Airway opening, esophageal (Peso) and transpulmonary pressures (PL) measurements. PL is defined as the difference between airway opening pressure (blue lines) and pleural pressure. Pleural pressure is frequently estimated from esophageal balloon pressure measurements (Peso). Using a specific protocol, the esophageal balloon is placed in the lower third of the esophagus (2A). Cardiac oscillations in Peso (2B, green lines) indicate accurate placement of the balloon, which can be confirmed by observation of similar airway pressure and Peso measurements as gentle chest compressions are performed during expiratory pause or with occluded airway opening (2A). PL can be estimated as the difference between airway and esophageal pressures (red and orange lines). Interventions such as pneumoperitoneum (2B, mid panel) produce a marked change in driving pressures (ΔP = plateau pressure, PPlat, minus positive end-expiratory pressure, PEEP). In this example, ΔP increased by 7 cmH2O. Yet, delta PL (end-inspiratory PL, PL EI, minus end-expiratory PL, PL EE) does not increase to the same degree as ΔP and PPlat. The change in delta PL in this example was 4 cm H2O. This demonstrates that part of the increase in ΔP and PPlat are due to the chest wall component and not to pressures applied to the lung parenchyma. This contribution of the chest wall is evidenced by the increased end-inspiratory (EI) to end-expiratory (EE) oscillation in Peso after as compared to before pneumoperitoneum. In addition, the esophageal pressure at end-expiration (Peso EE, at ~4 seconds on time scale) is positive before pneumoperitoneum while it is negative after pneumoperitoneum. This implies mechanical conditions consistent with lung collapse after pneumoperitoneum. Indeed, while PL did not increase by the same magnitude as ΔP, it also increased, indicating loss of lung compliance. Such conditions could prompt use of higher PEEP to prevent lung derecruitment.

While assessment of airway pressures to calculate PL is simple, estimates of pleural pressure are difficult to obtain. Esophageal manometry is currently the most widely accepted method to estimate pleural pressures in the clinical setting24-26. For this, a special balloon, either incorporated in a stand-alone catheter or as part of a naso- or orogastric tube, is positioned with a specific protocol24,27 in the lower third of the esophagus and connected to a pressure transducer (fig. 2A). Correct balloon position is confirmed by presence of cardiac oscillation in the esophageal pressure trace (fig. 2B) and measurement of airway opening and esophageal pressure swings with occluded airway opening (fig. 2A)28. Esophageal pressure measurements obtained in this manner more specifically assess periesophageal values, approximately at a third to half of the dorsal-to-ventral chest length26,29. In supine patients, they overestimate ventral pleural pressures and underestimate dorsal values given the ventral-dorsal increase of pleural pressure30.
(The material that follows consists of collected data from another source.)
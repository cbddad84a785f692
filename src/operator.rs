use crate::console::CameraConsole;
use crate::device::{SettingsError, StreamSettings};
use crate::domain::control_range::UnknownControl;
use crate::domain::units::to_display_gain;
use crate::domain::ControlName;
use crate::headless_surface::HeadlessSurface;
use crate::zoom::{FeedbackIndicator, FeedbackKind, FeedbackPhase};
use std::str::FromStr;
use thiserror::Error;
use tokio::io::{AsyncBufRead, AsyncBufReadExt};
use tokio::task::JoinHandle;
use tracing::{info, instrument, warn};

// Typical wheel notch
const SCROLL_DELTA: f64 = 100.0;

#[derive(Debug, Clone, PartialEq)]
pub enum OperatorCommand {
    Scroll(f64),
    Focus(f64),
    /// Analog gain in hardware units, e.g. 2.5
    Gain(f64),
    Autofocus,
    Wake,
    Sleep,
    Status,
    Reload(ControlName),
    Stream(StreamSettings),
    Ranges,
    Quit,
}

#[derive(Error, Debug, PartialEq)]
pub enum ParseCommandError {
    #[error("empty command")]
    Empty,
    #[error("unknown command '{0}'")]
    Unknown(String),
    #[error("'{0}' expects an argument")]
    MissingArgument(&'static str),
    #[error("'{0}' is not a number")]
    InvalidNumber(String),
    #[error(transparent)]
    UnknownControl(#[from] UnknownControl),
    #[error(transparent)]
    InvalidSettings(#[from] SettingsError),
}

impl FromStr for OperatorCommand {
    type Err = ParseCommandError;

    fn from_str(s: &str) -> Result<Self, Self::Err> {
        let mut words = s.split_whitespace();
        let command = words.next().ok_or(ParseCommandError::Empty)?;

        match command.to_ascii_lowercase().as_str() {
            "scroll" => match words.next() {
                Some("up") => Ok(OperatorCommand::Scroll(-SCROLL_DELTA)),
                Some("down") => Ok(OperatorCommand::Scroll(SCROLL_DELTA)),
                Some(other) => Err(ParseCommandError::Unknown(format!("scroll {other}"))),
                None => Err(ParseCommandError::MissingArgument("scroll")),
            },
            "focus" => Ok(OperatorCommand::Focus(finite(words.next(), "focus")?)),
            "gain" => Ok(OperatorCommand::Gain(finite(words.next(), "gain")?)),
            "af" => Ok(OperatorCommand::Autofocus),
            "wake" => Ok(OperatorCommand::Wake),
            "sleep" => Ok(OperatorCommand::Sleep),
            "status" => Ok(OperatorCommand::Status),
            "reload" => {
                let name = words.next().ok_or(ParseCommandError::MissingArgument("reload"))?;
                Ok(OperatorCommand::Reload(name.parse()?))
            }
            "stream" => {
                let width = number(words.next(), "stream")?;
                let height = number(words.next(), "stream")?;
                let fps = number(words.next(), "stream")?;
                Ok(OperatorCommand::Stream(StreamSettings::new(width, height, fps)?))
            }
            "ranges" => Ok(OperatorCommand::Ranges),
            "quit" | "exit" => Ok(OperatorCommand::Quit),
            other => Err(ParseCommandError::Unknown(other.to_string())),
        }
    }
}

fn number<T: FromStr>(word: Option<&str>, command: &'static str) -> Result<T, ParseCommandError> {
    let word = word.ok_or(ParseCommandError::MissingArgument(command))?;
    word.parse().map_err(|_| ParseCommandError::InvalidNumber(word.to_string()))
}

// `f64` parses "NaN" and "inf", neither is a control value
fn finite(word: Option<&str>, command: &'static str) -> Result<f64, ParseCommandError> {
    let value: f64 = number(word, command)?;
    if !value.is_finite() {
        return Err(ParseCommandError::InvalidNumber(word.unwrap_or_default().to_string()));
    }
    Ok(value)
}

/// Logs every toast the indicator shows until the indicator is gone.
pub fn report_feedback(feedback: &FeedbackIndicator) -> JoinHandle<()> {
    let mut toasts = feedback.subscribe();
    tokio::spawn(async move {
        while toasts.changed().await.is_ok() {
            let Some(toast) = toasts.borrow_and_update().clone() else {
                continue;
            };
            if toast.phase() != FeedbackPhase::Visible {
                continue;
            }

            match toast.kind() {
                FeedbackKind::Zoom(_) => info!("💬 {}", toast.text()),
                FeedbackKind::Error => warn!("💬 {}", toast.text()),
            }
        }
    })
}

/// Reads operator commands line by line until `quit` or end of input.
#[instrument(skip_all)]
pub async fn run<R>(console: &mut CameraConsole, surface: &HeadlessSurface, input: R) -> std::io::Result<()>
where
    R: AsyncBufRead + Unpin,
{
    let mut lines = input.lines();
    while let Some(line) = lines.next_line().await? {
        if line.trim().is_empty() {
            continue;
        }

        match line.parse::<OperatorCommand>() {
            Ok(OperatorCommand::Quit) => break,
            Ok(command) => execute(console, surface, command).await,
            Err(e) => warn!("⚠️ {}", e),
        }
    }

    info!("👋 Operator session ended");
    Ok(())
}

async fn execute(console: &mut CameraConsole, surface: &HeadlessSurface, command: OperatorCommand) {
    match command {
        OperatorCommand::Scroll(delta_y) => {
            let disposition = surface.scroll(delta_y);
            info!(?disposition, "🔍 Zoom level {:.1}", console.zoom().level());
        }
        OperatorCommand::Focus(position) => {
            console.set_focus(position);
        }
        OperatorCommand::Gain(gain) => {
            console.set_gain(to_display_gain(gain));
        }
        OperatorCommand::Autofocus => {
            // Failures are logged by the console
            let _ = console.trigger_autofocus().await;
        }
        OperatorCommand::Wake => {
            console.wake();
        }
        OperatorCommand::Sleep => {
            console.sleep();
        }
        OperatorCommand::Status => {
            match console.status().await {
                Ok(status) => info!(
                    started = status.started,
                    available = status.available,
                    resolution = ?status.resolution,
                    message = ?status.message,
                    "📷 Camera is {:?}",
                    console.power_state()
                ),
                Err(e) => warn!("⚠️ Unable to read camera status: {}", e),
            }

            info!(listening = console.zoom_listeners_attached(), "🔍 Zoom level {:.1}", console.zoom().level());
            for control in [console.focus(), console.gain()].into_iter().flatten() {
                let snapshot = control.snapshot();
                info!(status = ?snapshot.status, confirmed = snapshot.confirmed, "🎚️ {} is {}", control.name(), snapshot.value);
            }
        }
        OperatorCommand::Reload(name) => {
            // Failures are logged by the loader and leave the control as it was
            if console.reload(name).await.is_err() {
                if let Some(range) = console.range(name) {
                    info!("🎚️ Keeping {}", range);
                }
            }
        }
        OperatorCommand::Stream(settings) => match console.configure_stream(settings).await {
            Ok(()) => info!("📷 Stream set to {}x{} @ {} fps", settings.width(), settings.height(), settings.fps()),
            Err(e) => warn!("⚠️ Unable to configure the stream: {}", e),
        },
        OperatorCommand::Ranges => {
            for range in console.ranges() {
                info!("🎚️ {}", range);
            }
        }
        OperatorCommand::Quit => {}
    }
}

#[cfg(test)]
mod tests {
    use super::*;
    use crate::app_config::AppConfigBuilder;
    use crate::device::{DeviceClient, new_client};
    use mockito::Matcher;
    use pretty_assertions::assert_eq;
    use rstest::rstest;
    use std::sync::Arc;
    use std::time::Duration;

    #[rstest]
    #[case("scroll up", OperatorCommand::Scroll(-100.0))]
    #[case("scroll down", OperatorCommand::Scroll(100.0))]
    #[case("focus 2.5", OperatorCommand::Focus(2.5))]
    #[case("GAIN 4", OperatorCommand::Gain(4.0))]
    #[case("af", OperatorCommand::Autofocus)]
    #[case("  wake  ", OperatorCommand::Wake)]
    #[case("reload ExposureTime", OperatorCommand::Reload(ControlName::ExposureTime))]
    #[case("stream 1280 720 30", OperatorCommand::Stream(StreamSettings::new(1280, 720, 30).unwrap()))]
    #[case("exit", OperatorCommand::Quit)]
    fn parses_commands(#[case] input: &str, #[case] expected: OperatorCommand) {
        assert_eq!(input.parse::<OperatorCommand>(), Ok(expected));
    }

    #[rstest]
    #[case("", ParseCommandError::Empty)]
    #[case("focus", ParseCommandError::MissingArgument("focus"))]
    #[case("focus near", ParseCommandError::InvalidNumber("near".to_string()))]
    #[case("focus NaN", ParseCommandError::InvalidNumber("NaN".to_string()))]
    #[case("gain inf", ParseCommandError::InvalidNumber("inf".to_string()))]
    #[case("gain -infinity", ParseCommandError::InvalidNumber("-infinity".to_string()))]
    #[case("scroll sideways", ParseCommandError::Unknown("scroll sideways".to_string()))]
    #[case("reload Brightness", ParseCommandError::UnknownControl(UnknownControl("Brightness".to_string())))]
    #[case("stream 1280 720 120", ParseCommandError::InvalidSettings(SettingsError::FpsTooHigh(120)))]
    #[case("reboot", ParseCommandError::Unknown("reboot".to_string()))]
    fn rejects_invalid_commands(#[case] input: &str, #[case] expected: ParseCommandError) {
        assert_eq!(input.parse::<OperatorCommand>(), Err(expected));
    }

    #[test_log::test(tokio::test)]
    async fn run_executes_commands_until_quit() {
        let mut server = mockito::Server::new_async().await;
        server
            .mock("POST", "/api/camera/zoom")
            .match_query(Matcher::UrlEncoded("level".to_string(), "1.1".to_string()))
            .with_status(200)
            .with_body("{}")
            .create_async()
            .await;

        let config = AppConfigBuilder::new().device_url(server.url()).build();
        let client = DeviceClient::new(new_client(&config).expect("client"), &config);
        let surface = Arc::new(HeadlessSurface::new());
        let mut console = CameraConsole::new(&config, client, surface.clone());
        let attached = console.start().await.expect("attachment").await.unwrap();
        assert!(attached);

        run(&mut console, &surface, "scroll up\nbogus\nquit\nscroll up\n".as_bytes()).await.unwrap();

        assert_eq!(console.zoom().level(), 1.1);
    }

    #[test_log::test(tokio::test(start_paused = true))]
    async fn feedback_reporting_ends_with_the_indicator() {
        let feedback = FeedbackIndicator::new(Duration::from_millis(2000), Duration::from_millis(300));
        let reporter = report_feedback(&feedback);

        feedback.show(FeedbackKind::Zoom(1.1));
        feedback.show(FeedbackKind::Error);
        drop(feedback);

        tokio::time::timeout(Duration::from_secs(5), reporter).await.expect("reporter ends").unwrap();
    }
}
Two approaches are used to apply esophageal pressure as a surrogate for pleural pressure and computation of PL. One assumes pleural pressure as equal to the absolute esophageal pressure directly read from the transducer measurements along the breathing cycle24. These measurements can be made at end-inspiration (transpulmonary pressure is equal to Pplat minus esophageal pressure at end-inspiration) and end-expiration (transpulmonary pressure is equal to PEEP minus esophageal pressure at end-expiration). Such esophageal pressure measurements can be affected by the weight of the mediastinum, abdominal pressure, and esophageal balloon positioning, and correction factors have been proposed to account for those31,32.
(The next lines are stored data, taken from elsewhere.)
use crate::device::{CommandRejected, DeviceClient};
use crate::domain::{ControlName, ControlRange, InvalidRange};
use futures::future::join_all;
use thiserror::Error;
use tracing::{info, instrument, warn};

/// Fetches a control's range from the device and rescales it into UI units.
#[derive(Debug, Clone)]
pub struct ControlRangeLoader {
    client: DeviceClient,
}

impl ControlRangeLoader {
    pub fn new(client: DeviceClient) -> Self {
        ControlRangeLoader { client }
    }

    /// Issues exactly one request. Nothing is retried.
    #[instrument(skip(self), fields(control = %control_name))]
    pub async fn load(&self, control_name: ControlName) -> Result<ControlRange, LoadError> {
        info!("🎚️ Loading control range '{}'...", control_name);

        let result = self.fetch(control_name).await.map_err(|cause| LoadError { control_name, cause });
        match &result {
            Ok(range) => info!("🎚️ Loading control range '{}'... OK, {}", control_name, range),
            Err(e) => warn!("⚠️ Loading control range '{}'... failed, {}", control_name, e.cause),
        }

        result
    }

    /// Loads every known control concurrently, one request each.
    pub async fn load_all(&self) -> Vec<Result<ControlRange, LoadError>> {
        join_all(ControlName::ALL.into_iter().map(|name| self.load(name))).await
    }

    async fn fetch(&self, control_name: ControlName) -> Result<ControlRange, LoadCause> {
        let response = self.client.get_control_range(control_name).await?;

        if !response.success {
            return Err(LoadCause::Unsuccessful {
                message: response.message.unwrap_or_else(|| "no message".to_string()),
            });
        }

        match (response.min, response.max, response.current) {
            (Some(min), Some(max), Some(current)) => Ok(ControlRange::from_hardware(control_name, min, max, current)?),
            _ => Err(LoadCause::Incomplete),
        }
    }
}

#[derive(Error, Debug)]
#[error("could not load control range for '{control_name}': {cause}")]
pub struct LoadError {
    pub control_name: ControlName,
    #[source]
    pub cause: LoadCause,
}

#[derive(Error, Debug)]
pub enum LoadCause {
    #[error(transparent)]
    Request(#[from] CommandRejected),
    #[error("device reported failure: {message}")]
    Unsuccessful { message: String },
    #[error("response is missing min, max or current")]
    Incomplete,
    #[error(transparent)]
    InvalidRange(#[from] InvalidRange),
}

#[cfg(test)]
mod tests {
    use super::*;
    use crate::app_config::AppConfigBuilder;
    use crate::device::new_client;
    use mockito::Matcher;
    use pretty_assertions::assert_eq;
    use serde_json::json;
    use test_log::test;

    fn loader_for(server: &mockito::Server) -> ControlRangeLoader {
        let config = AppConfigBuilder::new().device_url(server.url()).build();
        let client = new_client(&config).expect("client");
        ControlRangeLoader::new(DeviceClient::new(client, &config))
    }

    #[test(tokio::test)]
    async fn load_converts_exposure_into_milliseconds() -> Result<(), LoadError> {
        let mut server = mockito::Server::new_async().await;
        let mock = server
            .mock("POST", "/api/camera/get_control_range")
            .match_body(Matcher::Json(json!({ "control_name": "ExposureTime" })))
            .with_status(200)
            .with_body(include_str!("../tests/resources/exposure_range_response.json"))
            .expect(1)
            .create_async()
            .await;

        let range = loader_for(&server).load(ControlName::ExposureTime).await?;

        mock.assert_async().await;
        assert_eq!(range.name(), ControlName::ExposureTime);
        assert_eq!((range.display_min(), range.display_max(), range.display_current()), (0.0, 5000.0, 500.0));
        Ok(())
    }

    #[test(tokio::test)]
    async fn load_reports_unsuccessful_responses() {
        let mut server = mockito::Server::new_async().await;
        server
            .mock("POST", "/api/camera/get_control_range")
            .with_status(503)
            .with_body(r#"{"success": false, "message": "Camera not available"}"#)
            .create_async()
            .await;

        let error = loader_for(&server).load(ControlName::AnalogueGain).await.unwrap_err();

        assert_eq!(error.control_name, ControlName::AnalogueGain);
        assert!(matches!(error.cause, LoadCause::Unsuccessful { message } if message == "Camera not available"));
    }

    #[test(tokio::test)]
    async fn load_reports_transport_failures() {
        let config = AppConfigBuilder::new().device_url("http://127.0.0.1:1".to_string()).build();
        let loader = ControlRangeLoader::new(DeviceClient::new(new_client(&config).expect("client"), &config));

        let error = loader.load(ControlName::LensPosition).await.unwrap_err();

        assert!(matches!(error.cause, LoadCause::Request(CommandRejected::Transport(_))));
    }

    #[test(tokio::test)]
    async fn load_rejects_inconsistent_ranges() {
        let mut server = mockito::Server::new_async().await;
        server
            .mock("POST", "/api/camera/get_control_range")
            .with_status(200)
            .with_body(r#"{"success": true, "min": 10.0, "max": 1.0, "current": 5.0}"#)
            .create_async()
            .await;

        let error = loader_for(&server).load(ControlName::LensPosition).await.unwrap_err();

        assert!(matches!(error.cause, LoadCause::InvalidRange(_)));
    }

    #[test(tokio::test)]
    async fn load_all_keeps_failures_independent() {
        let mut server = mockito::Server::new_async().await;
        server
            .mock("POST", "/api/camera/get_control_range")
            .match_body(Matcher::Json(json!({ "control_name": "LensPosition" })))
            .with_status(200)
            .with_body(include_str!("../tests/resources/lens_position_range_response.json"))
            .create_async()
            .await;
        server
            .mock("POST", "/api/camera/get_control_range")
            .match_body(Matcher::Json(json!({ "control_name": "ExposureTime" })))
            .with_status(500)
            .with_body("internal error")
            .create_async()
            .await;
        server
            .mock("POST", "/api/camera/get_control_range")
            .match_body(Matcher::Json(json!({ "control_name": "AnalogueGain" })))
            .with_status(200)
            .with_body(include_str!("../tests/resources/gain_range_response.json"))
            .create_async()
            .await;

        let results = loader_for(&server).load_all().await;

        assert_eq!(results.len(), 3);
        assert!(results[0].is_ok());
        assert!(matches!(&results[1], Err(LoadError { control_name: ControlName::ExposureTime, .. })));
        assert_eq!(results[2].as_ref().map(|range| range.display_current()).ok(), Some(200.0));
    }
}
The second approach assumes that, while absolute esophageal and pleural pressures can differ, their changes are equivalent24,33. Using this approach, pleural pressures and PL can be measured in two ways, which present close agreement33: compliance-derived and release-derived. In the compliance-derived strategy, PL is calculated as the product of the plateau pressure and the ratio of compliances of the respiratory system and lung34,35. The compliance ratio is estimated during a tidal volume inflation (from PEEP to end-inspiratory pressures) from VT and changes in airway and esophageal pressures. This compliance-derived method assumes that in each patient the changes in esophageal and airway pressures are linear during tidal volume inflation and PEEP changes. In the release-derived strategy, PL is measured as the change in airway and esophageal pressure from atmospheric pressure due to tidal inflation and PEEP33. The release derived strategy involves opening of the ventilatory circuit to atmosphere, with risk of lung derecruitment and hypoxemia, while the compliance-based strategy does not. A key assumption of the second approach is that pleural pressures are zero at zero airway pressure. This would be questionable in resting conditions, and, more markedly, in conditions consistent with increased pleural pressures such as in obese and ARDS patients19, and presumably during laparoscopic and abdominal procedures. In such cases, that assumption could lead to inadequate use of PEEP. The approaches based on absolute or differential esophageal pressure to estimate pleural pressure do not provide equivalent measurements33,36 and direct comparison to a gold standard are needed.

Recently, an alternative method to assess PL without an esophageal balloon has been proposed and validated37. It is based on a PEEP-step maneuver and measurement of changes in end-expiratory lung volumes using the spirometer available in some ventilators37.

What is the physiological interpretation of driving pressure and what are its clinical applications?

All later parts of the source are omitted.